One Day We’ll Understand is rooted in Sim’s family history, namely the history of her paternal grandfather, a journalist and left-wing intellectual. Like over 30,000 other leftists and sympathisers, he was imprisoned by the British and deported to China, where he was later executed by the ruling Kuomintang government. Starting with this personal story, Sim expands her research into an historical and artistic examination of the official and colonial historiographies of the war and its combatants.
In her most recent series Interventions, Sim excavates photos from the colonial archive at the Imperial War Museum in London that were used by British authorities for media campaigns and psychological warfare to legitimise national military operations against anti-colonial fighters. Sim has photographed these prints on a light table so that the markings and labelling, which would otherwise be concealed on the back, can be seen through the image like a palimpsest. The transparency of the foil prints on glass plates enables viewing from two sides, with either the text or the image appearing back-to-front. Who has the power to define? Sim questions the indexicality of material evidence by exposing the mechanisms of colonial interpretation. One photo shows a helicopter dropping a British solider down a length of rope into the jungle; another shows a rubber plantation with white cloth strips tacked to their trunks, a signal to workers not to put themselves at the service of British rubber exporters.
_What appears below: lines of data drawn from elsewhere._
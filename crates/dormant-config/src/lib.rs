//! Configuration for the dormant session cache.
//!
//! Provides TOML-based configuration with:
//! - `[cache]` sizing, blocking and timeout settings
//! - `[store]` context store selection (memory, file, sqlite)
//! - `[logging]` console level and rolling JSON log directory
//! - Config file layering (user config + project-local + explicit file)
//!   with per-field precedence

pub mod discovery;
pub mod error;
pub mod types;

pub use discovery::{
    ConfigSource, LoadOptions, LoadedConfig, load_config, load_config_file,
    load_config_with_options, user_config_dir, user_config_path,
};
pub use error::{ConfigError, Result};
pub use types::*;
In another picture, freshly-captured guerrilla fighters can be seen squatting on the floor of a police station, the “Bandits” label, which is how the insurgents were criminalised, visible through the folio. The figures are outlined with a black pencil in places, for the purpose of publication in the press. Today, these people are still taboo in Malaysia and Singapore, echoing the way the British defamed them as bandits or communist terrorists, archiving them on propaganda pictures, wanted lists, or lists of deportees or exiles. But paradoxically it was that very contact with the colonial power that preserved them in history, creating an uneasy dynamic where the vanquished are only remembered through the victors' eyes, something Sim deconstructs in her work.
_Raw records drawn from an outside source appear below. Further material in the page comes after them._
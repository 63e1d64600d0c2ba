//! Session lifecycle: state machine, bean callbacks and interceptor chain.
//!
//! The cache is mechanism; this module is policy. [`transition`] is the
//! single source of truth for which state changes are legal, and
//! [`Lifecycle`] runs the callbacks that surround each change:
//!
//! ```text
//! create ──► New ──► Ready ◄──────► InUse
//!                     │  ▲   get/finished
//!              evict  ▼  │ activate
//!                   Passivated
//!                     │
//!   Ready|Passivated ─┴─► Removed   (InUse: deferred until finished)
//! ```
//!
//! For every phase, interceptors run `before` in registration order, then
//! the bean callback, then interceptor `after` in reverse order.

use std::fmt;
use std::sync::Arc;

use serde::de::DeserializeOwned;
use serde::{Deserialize, Serialize};
use tracing::{debug, warn};

use crate::error::{Error, Result};
use crate::key::SessionKey;

// ─────────────────────────────────────────────────────────────────────────────
// State machine
// ─────────────────────────────────────────────────────────────────────────────

/// Lifecycle state of a cached session.
#[derive(Debug, Clone, Copy, PartialEq, Eq, Hash, Serialize, Deserialize)]
#[serde(rename_all = "snake_case")]
pub enum EntryState {
    /// Instantiated, post-construct not yet completed.
    New,
    /// Resident and idle; eligible for eviction.
    Ready,
    /// Checked out by exactly one caller.
    InUse,
    /// State lives in the context store only.
    Passivated,
    /// Terminal.
    Removed,
}

impl fmt::Display for EntryState {
    fn fmt(&self, f: &mut fmt::Formatter<'_>) -> fmt::Result {
        match self {
            EntryState::New => write!(f, "new"),
            EntryState::Ready => write!(f, "ready"),
            EntryState::InUse => write!(f, "in_use"),
            EntryState::Passivated => write!(f, "passivated"),
            EntryState::Removed => write!(f, "removed"),
        }
    }
}

/// Events that drive state transitions.
#[derive(Debug, Clone, Copy, PartialEq, Eq)]
pub enum Event {
    Create,
    Get,
    Finish,
    Evict,
    Activate,
    Remove,
}

impl fmt::Display for Event {
    fn fmt(&self, f: &mut fmt::Formatter<'_>) -> fmt::Result {
        match self {
            Event::Create => write!(f, "create"),
            Event::Get => write!(f, "get"),
            Event::Finish => write!(f, "finish"),
            Event::Evict => write!(f, "evict"),
            Event::Activate => write!(f, "activate"),
            Event::Remove => write!(f, "remove"),
        }
    }
}

/// Compute the state that follows `from` on `event`.
///
/// Removing an in-use session is not a transition: the cache records a
/// pending removal and applies it when the session is finished.
pub fn transition(from: EntryState, event: Event) -> Result<EntryState> {
    use EntryState::*;

    match (from, event) {
        (New, Event::Create) => Ok(Ready),
        (Ready, Event::Get) => Ok(InUse),
        (InUse, Event::Finish) => Ok(Ready),
        (Ready, Event::Evict) => Ok(Passivated),
        (Passivated, Event::Activate) => Ok(Ready),
        (Ready | Passivated, Event::Remove) => Ok(Removed),
        (from, event) => Err(Error::IllegalTransition { from, event }),
    }
}

// ─────────────────────────────────────────────────────────────────────────────
// Hooks
// ─────────────────────────────────────────────────────────────────────────────

/// Callback phases around state transitions.
#[derive(Debug, Clone, Copy, PartialEq, Eq, Hash)]
pub enum Phase {
    PostConstruct,
    PreInvoke,
    PostInvoke,
    PrePassivate,
    PostPassivate,
    PreActivate,
    PostActivate,
    PreDestroy,
}

impl fmt::Display for Phase {
    fn fmt(&self, f: &mut fmt::Formatter<'_>) -> fmt::Result {
        match self {
            Phase::PostConstruct => write!(f, "post-construct"),
            Phase::PreInvoke => write!(f, "pre-invoke"),
            Phase::PostInvoke => write!(f, "post-invoke"),
            Phase::PrePassivate => write!(f, "pre-passivate"),
            Phase::PostPassivate => write!(f, "post-passivate"),
            Phase::PreActivate => write!(f, "pre-activate"),
            Phase::PostActivate => write!(f, "post-activate"),
            Phase::PreDestroy => write!(f, "pre-destroy"),
        }
    }
}

/// Failure reported by a bean callback or interceptor.
///
/// Converts from any error type so hook bodies can use `?` freely.
#[derive(Debug, Clone)]
pub struct HookError {
    message: String,
}

impl HookError {
    pub fn new(message: impl Into<String>) -> Self {
        Self {
            message: message.into(),
        }
    }

    pub fn message(&self) -> &str {
        &self.message
    }
}

impl fmt::Display for HookError {
    fn fmt(&self, f: &mut fmt::Formatter<'_>) -> fmt::Result {
        f.write_str(&self.message)
    }
}

impl<E: std::error::Error> From<E> for HookError {
    fn from(err: E) -> Self {
        Self::new(err.to_string())
    }
}

/// Result of a bean callback or interceptor.
pub type HookResult = std::result::Result<(), HookError>;

/// The business object provider.
///
/// Supplies the state type stored by the cache, constructs it from
/// `InitArgs`, and optionally reacts to each lifecycle phase. Passivated
/// state goes through serde, so `State` must round-trip through
/// `Serialize`/`Deserialize`; a serializer error surfaces as
/// [`Error::Serialization`].
pub trait SessionBean: Send + Sync + 'static {
    /// Conversational state held per session.
    type State: Serialize + DeserializeOwned + Send + 'static;

    /// Arguments for creating a session.
    type InitArgs;

    /// Build the initial state for a new session.
    fn instantiate(&self, key: &SessionKey, args: Self::InitArgs)
    -> std::result::Result<Self::State, HookError>;

    fn post_construct(&self, _key: &SessionKey, _state: &mut Self::State) -> HookResult {
        Ok(())
    }

    fn pre_invoke(&self, _key: &SessionKey, _state: &mut Self::State) -> HookResult {
        Ok(())
    }

    fn post_invoke(&self, _key: &SessionKey, _state: &mut Self::State) -> HookResult {
        Ok(())
    }

    /// Release anything that cannot be externalized.
    fn pre_passivate(&self, _key: &SessionKey, _state: &mut Self::State) -> HookResult {
        Ok(())
    }

    fn post_passivate(&self, _key: &SessionKey) -> HookResult {
        Ok(())
    }

    fn pre_activate(&self, _key: &SessionKey) -> HookResult {
        Ok(())
    }

    /// Reacquire resources released in `pre_passivate`.
    fn post_activate(&self, _key: &SessionKey, _state: &mut Self::State) -> HookResult {
        Ok(())
    }

    fn pre_destroy(&self, _key: &SessionKey, _state: &mut Self::State) -> HookResult {
        Ok(())
    }
}

/// What an interceptor sees for one phase.
///
/// `state` is `None` for phases where the session has no in-memory state
/// (pre-activate, post-passivate).
pub struct PhaseContext<'a, S> {
    pub key: &'a SessionKey,
    pub phase: Phase,
    pub state: Option<&'a mut S>,
}

/// Cross-cutting behaviour wrapped around every lifecycle phase.
pub trait Interceptor<S>: Send + Sync {
    fn before(&self, _ctx: &mut PhaseContext<'_, S>) -> HookResult {
        Ok(())
    }

    fn after(&self, _ctx: &mut PhaseContext<'_, S>) -> HookResult {
        Ok(())
    }
}

/// Interceptor that emits a debug event around each phase.
#[derive(Debug, Clone, Default)]
pub struct TracingInterceptor;

impl<S> Interceptor<S> for TracingInterceptor {
    fn before(&self, ctx: &mut PhaseContext<'_, S>) -> HookResult {
        debug!(key = %ctx.key, phase = %ctx.phase, "Entering lifecycle phase");
        Ok(())
    }

    fn after(&self, ctx: &mut PhaseContext<'_, S>) -> HookResult {
        debug!(key = %ctx.key, phase = %ctx.phase, "Completed lifecycle phase");
        Ok(())
    }
}

// ─────────────────────────────────────────────────────────────────────────────
// Controller
// ─────────────────────────────────────────────────────────────────────────────

/// Runs bean callbacks and the interceptor chain for each phase.
pub struct Lifecycle<B: SessionBean> {
    bean: Arc<B>,
    interceptors: Vec<Arc<dyn Interceptor<B::State>>>,
}

impl<B: SessionBean> Lifecycle<B> {
    pub fn new(bean: B) -> Self {
        Self {
            bean: Arc::new(bean),
            interceptors: Vec::new(),
        }
    }

    /// Append an interceptor; earlier interceptors wrap later ones.
    pub fn with_interceptor<I>(mut self, interceptor: I) -> Self
    where
        I: Interceptor<B::State> + 'static,
    {
        self.interceptors.push(Arc::new(interceptor));
        self
    }

    pub fn bean(&self) -> &B {
        &self.bean
    }

    pub(crate) fn instantiate(&self, key: &SessionKey, args: B::InitArgs) -> Result<B::State> {
        self.bean
            .instantiate(key, args)
            .map_err(|e| hook_failed(key, Phase::PostConstruct, e))
    }

    /// Run `phase` for `key`. The first failing hook aborts the chain.
    pub(crate) fn fire(
        &self,
        phase: Phase,
        key: &SessionKey,
        state: Option<&mut B::State>,
    ) -> Result<()> {
        let mut ctx = PhaseContext { key, phase, state };

        for interceptor in &self.interceptors {
            interceptor
                .before(&mut ctx)
                .map_err(|e| hook_failed(key, phase, e))?;
        }

        self.invoke_bean(key, phase, ctx.state.as_deref_mut())
            .map_err(|e| hook_failed(key, phase, e))?;

        for interceptor in self.interceptors.iter().rev() {
            interceptor
                .after(&mut ctx)
                .map_err(|e| hook_failed(key, phase, e))?;
        }

        Ok(())
    }

    fn invoke_bean(
        &self,
        key: &SessionKey,
        phase: Phase,
        state: Option<&mut B::State>,
    ) -> HookResult {
        let bean = &self.bean;
        match (phase, state) {
            (Phase::PostPassivate, _) => bean.post_passivate(key),
            (Phase::PreActivate, _) => bean.pre_activate(key),
            (Phase::PostConstruct, Some(s)) => bean.post_construct(key, s),
            (Phase::PreInvoke, Some(s)) => bean.pre_invoke(key, s),
            (Phase::PostInvoke, Some(s)) => bean.post_invoke(key, s),
            (Phase::PrePassivate, Some(s)) => bean.pre_passivate(key, s),
            (Phase::PostActivate, Some(s)) => bean.post_activate(key, s),
            (Phase::PreDestroy, Some(s)) => bean.pre_destroy(key, s),
            (_, None) => Ok(()),
        }
    }
}

fn hook_failed(key: &SessionKey, phase: Phase, err: HookError) -> Error {
    warn!(key = %key, phase = %phase, error = %err, "Lifecycle hook failed");
    Error::Lifecycle {
        key: *key,
        phase,
        message: err.message,
    }
}

#[cfg(test)]
mod tests {
    use super::*;
    use parking_lot::Mutex;
    use serde::{Deserialize, Serialize};

    #[derive(Debug, Default, Serialize, Deserialize)]
    struct Counter {
        hits: u32,
    }

    #[derive(Default)]
    struct CountingBean {
        calls: Mutex<Vec<String>>,
        fail_on: Option<Phase>,
    }

    impl CountingBean {
        fn record(&self, what: &str) -> HookResult {
            self.calls.lock().push(what.to_string());
            match self.fail_on {
                Some(p) if p.to_string() == what => Err(HookError::new("boom")),
                _ => Ok(()),
            }
        }
    }

    impl SessionBean for CountingBean {
        type State = Counter;
        type InitArgs = u32;

        fn instantiate(
            &self,
            _key: &SessionKey,
            hits: u32,
        ) -> std::result::Result<Counter, HookError> {
            Ok(Counter { hits })
        }

        fn pre_invoke(&self, _key: &SessionKey, state: &mut Counter) -> HookResult {
            state.hits += 1;
            self.record("pre-invoke")
        }

        fn post_passivate(&self, _key: &SessionKey) -> HookResult {
            self.record("post-passivate")
        }
    }

    struct Recorder {
        name: &'static str,
        log: Arc<Mutex<Vec<String>>>,
    }

    impl Interceptor<Counter> for Recorder {
        fn before(&self, ctx: &mut PhaseContext<'_, Counter>) -> HookResult {
            self.log.lock().push(format!("{}:before:{}", self.name, ctx.phase));
            Ok(())
        }

        fn after(&self, ctx: &mut PhaseContext<'_, Counter>) -> HookResult {
            self.log.lock().push(format!("{}:after:{}", self.name, ctx.phase));
            Ok(())
        }
    }

    #[test]
    fn test_legal_transitions() {
        use EntryState::*;
        assert_eq!(transition(New, Event::Create).unwrap(), Ready);
        assert_eq!(transition(Ready, Event::Get).unwrap(), InUse);
        assert_eq!(transition(InUse, Event::Finish).unwrap(), Ready);
        assert_eq!(transition(Ready, Event::Evict).unwrap(), Passivated);
        assert_eq!(transition(Passivated, Event::Activate).unwrap(), Ready);
        assert_eq!(transition(Ready, Event::Remove).unwrap(), Removed);
        assert_eq!(transition(Passivated, Event::Remove).unwrap(), Removed);
    }

    #[test]
    fn test_illegal_transitions() {
        use EntryState::*;
        assert!(matches!(
            transition(InUse, Event::Remove),
            Err(Error::IllegalTransition { from: InUse, event: Event::Remove })
        ));
        assert!(transition(InUse, Event::Evict).is_err());
        assert!(transition(Passivated, Event::Get).is_err());
        assert!(transition(Removed, Event::Get).is_err());
        assert!(transition(Removed, Event::Remove).is_err());
    }

    #[test]
    fn test_interceptor_ordering() {
        let log = Arc::new(Mutex::new(Vec::new()));
        let lifecycle = Lifecycle::new(CountingBean::default())
            .with_interceptor(Recorder { name: "outer", log: log.clone() })
            .with_interceptor(Recorder { name: "inner", log: log.clone() });

        let key = SessionKey::generate();
        let mut state = Counter::default();
        lifecycle
            .fire(Phase::PreInvoke, &key, Some(&mut state))
            .unwrap();

        assert_eq!(state.hits, 1);
        assert_eq!(
            *log.lock(),
            vec![
                "outer:before:pre-invoke",
                "inner:before:pre-invoke",
                "inner:after:pre-invoke",
                "outer:after:pre-invoke",
            ]
        );
    }

    #[test]
    fn test_stateless_phase_reaches_bean() {
        let lifecycle = Lifecycle::new(CountingBean::default());
        let key = SessionKey::generate();
        lifecycle.fire(Phase::PostPassivate, &key, None).unwrap();
        assert_eq!(*lifecycle.bean().calls.lock(), vec!["post-passivate"]);
    }

    #[test]
    fn test_hook_failure_maps_to_lifecycle_error() {
        let bean = CountingBean {
            fail_on: Some(Phase::PreInvoke),
            ..Default::default()
        };
        let lifecycle = Lifecycle::new(bean);
        let key = SessionKey::generate();
        let mut state = Counter::default();

        let err = lifecycle
            .fire(Phase::PreInvoke, &key, Some(&mut state))
            .unwrap_err();
        match err {
            Error::Lifecycle { key: k, phase, message } => {
                assert_eq!(k, key);
                assert_eq!(phase, Phase::PreInvoke);
                assert_eq!(message, "boom");
            }
            other => panic!("unexpected error: {other:?}"),
        }
    }

    #[test]
    fn test_hook_error_from_std_error() {
        fn fails() -> HookResult {
            let _: u32 = "x".parse()?;
            Ok(())
        }
        let err = fails().unwrap_err();
        assert!(err.message().contains("invalid digit"));
    }
}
The polyphony from historical letters from both sides of the conflict, as well as from oral history accounts by leftist combatants and witnesses, offer an insight into Sim Chi Yin’s research. The accounts, collected from Sim’s interviews with 35 deportees and exiles in four countries, form a ‘counter-archive’ to the histories and historiographies in the official archives. Sim asked her subjects about their experiences of displacement and deportation, and how things turned out for them later. Photographs of objects, such as a mine detector and a prosthetic leg, which the survivors showed the artist as memorabilia or evidence during the interviews, form part of her counter-archive. They are material witnesses to history.
Sim Chi Yin (b. 1978 in Singapore, resident in Berlin since 2021) was commissioned to make the Nobel Peace Prize exhibition in 2017 and was nominated for the Vera List Center’s Jane Lombard Prize for Art and Social Justice in 2020. She has been a nominee member of Magnum Photos since 2018. Her photo book She Never Rode That Trishaw Again, the first in a series for her composite project One Day We’ll Understand, for which she also developed performative readings, was published in 2021. Her previous projects include Shifting Sands, about the global shortage of sand driven by rapid urbanisation and land reclamation, as well as Most People Were Silent, for which she created a series of diptychs of nuclear landscapes on the border between North Korea and China, and across the United States. Sim has recently presented solo exhibitions at Les Rencontres de la photographie d‘Arles, France (2021), Landskrona Foto Festival, Sweden (2020), Hanart TZ Gallery, Hong Kong (2019), the Institute of Contemporary Arts, LASALLE College of the Arts, Singapore (2018) and the Nobel Peace Museum, Oslo (2017). Her works have been shown at the Guangzhou Image Triennial (2021) and the 15th Istanbul Biennale, Turkey (2017).
Text: Lotte Laub
Accompanying the exhibition, a catalogue will be published with conversations between Sim Chi Yin and Maaza Mengiste as well as with Hilary Roberts, also an essay by Sam I-shan and an introduction by Lotte Laub.
On the occasion of the opening, Sim Chi Yin and Maaza Mengiste, 2020 Booker Prize finalist for the novel The Shadow King, will be in conversation about Sim’s work One Day We’ll Understand, her photo book She Never Rode That Trishaw Again, and the intersections of colonial and vernacular archives, narratives and memory discourses.